ROBERT SWIFT: Capitol Matters: Pension Liability a real liability
HARRISBURG - The spike in public pension costs for state government and school district employees has been a main topic of conversation in the legislative hearings on the state budget that wrapped up last week.
These costs are seen as crowding out other priority areas of state spending and leading to school property tax hikes at the local level.
Yet not as much mention has been made during these hearings about the other public pension problem - the hundreds of municipal pension plans that are considered financially distressed, underfunded and at risk of not meeting commitments to retirees.
The conventional thinking at the Capitol has been to tackle the state pension problem first and then address the municipal one.
State Auditor General Eugene DePasquale said last week that strategy doesn't make sense because deficit-ridden pension plans could push some municipalities into bankruptcy.
He issued a report showing that 573 of the 1,218 municipal pension funds in Pennsylvania are distressed and underfunded. Scranton, Hazleton and Dunmore are among the 25 municipalities with the largest pension deficits.
Scranton has a combined deficit of $113.6 million for its three pension plans, Dunmore has a combined deficit of $5.6 million for its three plans and Hazleton has a pension deficit of $28.4 million.
"Some pension plans are so underfunded that promised retirement commitments are at risk," said Mr. DePasquale. "If they fail the cost will be passed onto the taxpayers."
The problems will get worse in 2015 when new accounting standards for government financial reporting go into effect.
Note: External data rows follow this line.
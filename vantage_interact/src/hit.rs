// Copyright 2026 the Vantage Authors
// SPDX-License-Identifier: Apache-2.0 OR MIT

//! Pointer hit-testing over layout frames.

use kurbo::Point;
use vantage_core::{Key, LayoutFrame, Shape};

/// Returns the topmost series key under `pointer`, if any.
///
/// Rects hit by containment, points by radius, paths by bounding box (an approximation
/// that matches how these charts treat sectors and bands). Only series shapes are
/// targets; guides (labels, grid lines) are inert. Ties on z-index go to the later
/// shape, matching paint order.
pub fn hit_test(frame: &LayoutFrame, pointer: Point) -> Option<&Key> {
    let mut best: Option<(i32, &Key)> = None;
    for (key, z, shape) in frame.shapes() {
        if !contains(shape, pointer) {
            continue;
        }
        if best.is_none_or(|(bz, _)| *z >= bz) {
            best = Some((*z, key));
        }
    }
    best.map(|(_, key)| key)
}

fn contains(shape: &Shape, p: Point) -> bool {
    match shape {
        Shape::Point(s) => s.center.distance(p) <= s.radius.max(HIT_SLOP),
        Shape::Rect(_) | Shape::Path(_) => {
            shape.bounds().is_some_and(|b| b.contains(p))
        }
        Shape::Text(_) => false,
    }
}

/// Minimum hit radius for point shapes, so tiny dots stay targetable.
const HIT_SLOP: f64 = 4.0;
"The accounting changes that are coming will make it more expensive for municipalities to borrow money and increase pension contributions, thus draining more money from municipal services and triggering higher property taxes," said Mr. DePasquale.
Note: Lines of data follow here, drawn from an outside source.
// Copyright 2026 the Vantage Authors
// SPDX-License-Identifier: Apache-2.0 OR MIT

//! Interaction and playback for Vantage charts.
//!
//! This crate owns everything transient about a mounted chart:
//! - [`ViewState`]: selection, hover target, playback position, last render
//!   parameters for resize replay.
//! - Hit-testing and hover: pointer to key, key to tooltip and highlight dimming.
//! - [`Playback`]: a deterministic, externally-clocked advance schedule.
//! - [`ChartInstance`]: the per-mount handle tying a descriptor, a dataset, the
//!   retained scene, and the above together, replaying the full pipeline on resize or
//!   playback ticks.
//!
//! Nothing here draws. Renderers consume the [`vantage_core::ShapeDiff`] streams the
//! instance emits.

#![no_std]

extern crate alloc;

mod hit;
mod hover;
mod instance;
mod playback;
mod view_state;

pub use hit::hit_test;
pub use hover::{Highlight, Tooltip, clamp_tooltip, tooltip_text};
pub use instance::{ChartInstance, SelectFn};
pub use playback::{Playback, PlaybackState};
pub use view_state::ViewState;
Municipalities will for the first time have to report their net pension liability on their balance sheet and this will affect the bottom line, said DePasquale spokesman Barry Ciccocioppo. They can no longer report it as a separate note.
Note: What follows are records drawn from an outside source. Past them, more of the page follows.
// Copyright 2026 the Vantage Authors
// SPDX-License-Identifier: Apache-2.0 OR MIT

//! Screen-space shape descriptors.
//!
//! These are the payloads layout produces and the scene retains: plain geometry plus
//! paint, with no renderer handles. Equality is structural, which is what lets the scene
//! treat "same payload" as "no visible transition".

extern crate alloc;

use alloc::string::String;

use kurbo::{BezPath, Point, Rect, Shape as _};
use peniko::Brush;

/// Horizontal text anchoring, in SVG terms.
#[derive(Clone, Copy, Debug, Default, PartialEq, Eq)]
pub enum TextAnchor {
    /// Anchor at the start of the text run.
    #[default]
    Start,
    /// Anchor at the center of the text run.
    Middle,
    /// Anchor at the end of the text run.
    End,
}

/// An axis-aligned filled rectangle (bars, stacked spans, swatches).
#[derive(Clone, Debug, PartialEq)]
pub struct RectShape {
    /// Rectangle in scene coordinates.
    pub rect: Rect,
    /// Fill paint.
    pub fill: Brush,
}

/// A filled circle (scatter points, bump nodes, bubble glyphs).
#[derive(Clone, Debug, PartialEq)]
pub struct PointShape {
    /// Center in scene coordinates.
    pub center: Point,
    /// Radius in scene coordinates.
    pub radius: f64,
    /// Fill paint.
    pub fill: Brush,
}

/// An arbitrary filled/stroked path (sectors, series lines, map outlines).
#[derive(Clone, Debug)]
pub struct PathShape {
    /// Path in scene coordinates.
    pub path: BezPath,
    /// Fill paint.
    pub fill: Brush,
    /// Stroke paint. Ignored when `stroke_width` is `0.0`.
    pub stroke: Brush,
    /// Stroke width in scene coordinates.
    pub stroke_width: f64,
}

impl PartialEq for PathShape {
    fn eq(&self, other: &Self) -> bool {
        self.path.elements() == other.path.elements()
            && self.fill == other.fill
            && self.stroke == other.stroke
            && self.stroke_width == other.stroke_width
    }
}

/// An unshaped text run (labels, tooltips, the empty-data placeholder).
#[derive(Clone, Debug, PartialEq)]
pub struct TextShape {
    /// Anchor position in scene coordinates.
    pub pos: Point,
    /// Text content (unshaped).
    pub text: String,
    /// Font size in scene coordinates.
    pub font_size: f64,
    /// Horizontal anchor.
    pub anchor: TextAnchor,
    /// Fill paint.
    pub fill: Brush,
}

/// One shape in a layout frame.
#[derive(Clone, Debug, PartialEq)]
pub enum Shape {
    /// Filled rectangle.
    Rect(RectShape),
    /// Filled circle.
    Point(PointShape),
    /// Filled/stroked path.
    Path(PathShape),
    /// Text run.
    Text(TextShape),
}

impl Shape {
    /// Creates a rect shape.
    pub fn rect(rect: Rect, fill: impl Into<Brush>) -> Self {
        Self::Rect(RectShape {
            rect,
            fill: fill.into(),
        })
    }

    /// Creates a point shape.
    pub fn point(center: Point, radius: f64, fill: impl Into<Brush>) -> Self {
        Self::Point(PointShape {
            center,
            radius,
            fill: fill.into(),
        })
    }

    /// Creates a filled path shape with no stroke.
    pub fn path(path: BezPath, fill: impl Into<Brush>) -> Self {
        Self::Path(PathShape {
            path,
            fill: fill.into(),
            stroke: Brush::default(),
            stroke_width: 0.0,
        })
    }

    /// Creates a stroked path shape with no fill.
    pub fn stroked_path(path: BezPath, stroke: impl Into<Brush>, stroke_width: f64) -> Self {
        Self::Path(PathShape {
            path,
            fill: Brush::Solid(peniko::Color::TRANSPARENT),
            stroke: stroke.into(),
            stroke_width,
        })
    }

    /// Creates a text shape.
    pub fn text(pos: Point, text: impl Into<String>, font_size: f64) -> Self {
        Self::Text(TextShape {
            pos,
            text: text.into(),
            font_size,
            anchor: TextAnchor::Start,
            fill: Brush::default(),
        })
    }

    /// Returns the fill paint.
    pub fn fill(&self) -> &Brush {
        match self {
            Self::Rect(s) => &s.fill,
            Self::Point(s) => &s.fill,
            Self::Path(s) => &s.fill,
            Self::Text(s) => &s.fill,
        }
    }

    /// Replaces the fill paint.
    pub fn with_fill(mut self, fill: impl Into<Brush>) -> Self {
        let fill = fill.into();
        match &mut self {
            Self::Rect(s) => s.fill = fill,
            Self::Point(s) => s.fill = fill,
            Self::Path(s) => s.fill = fill,
            Self::Text(s) => s.fill = fill,
        }
        self
    }

    /// Returns the bounding rectangle, if the shape has defined geometric bounds.
    ///
    /// Text bounds depend on shaping and are estimated downstream by measurers.
    pub fn bounds(&self) -> Option<Rect> {
        match self {
            Self::Rect(s) => Some(s.rect),
            Self::Point(s) => Some(Rect::new(
                s.center.x - s.radius,
                s.center.y - s.radius,
                s.center.x + s.radius,
                s.center.y + s.radius,
            )),
            Self::Path(s) => Some(s.path.bounding_box()),
            Self::Text(_) => None,
        }
    }
}

#[cfg(test)]
mod tests {
    extern crate std;

    use kurbo::Rect;
    use peniko::color::palette::css;

    use super::*;

    #[test]
    fn equal_payloads_compare_equal() {
        let a = Shape::rect(Rect::new(0.0, 0.0, 10.0, 10.0), css::ORANGE);
        let b = Shape::rect(Rect::new(0.0, 0.0, 10.0, 10.0), css::ORANGE);
        assert_eq!(a, b);
        assert_ne!(a, b.clone().with_fill(css::CRIMSON));
    }

    #[test]
    fn point_bounds_cover_the_radius() {
        let s = Shape::point(Point::new(5.0, 5.0), 2.0, css::ORANGE);
        assert_eq!(s.bounds(), Some(Rect::new(3.0, 3.0, 7.0, 7.0)));
    }
}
The auditor general is recommending a number of steps to address municipal pension deficits, including not counting spikes in overtime pay in determining pension benefits, putting new hires in a defined-contribution plan and taking steps to consolidate municipal plans under a statewide system.
He proposes providing additional state aid to municipalities with distressed pension plans providing they meet certain requirements.
The auditor general distributes state aid to municipal, police and fire pension plans under a 1984 state law. The revenue comes from a 2 percent tax on premiums for casualty and fire insurance sold in Pennsylvania by out-of-state insurance companies.
The sponsor of a bill to curb municipal pension benefits for future paid police and firefighters said he agreed with Mr. DePasquale on the need for immediate action.
The measure by Rep. Seth Grove, R-196, York, would put those new hires under a cash balance pension plan. This would base pensions on employer and employee contributions and an employer-guaranteed interest credit.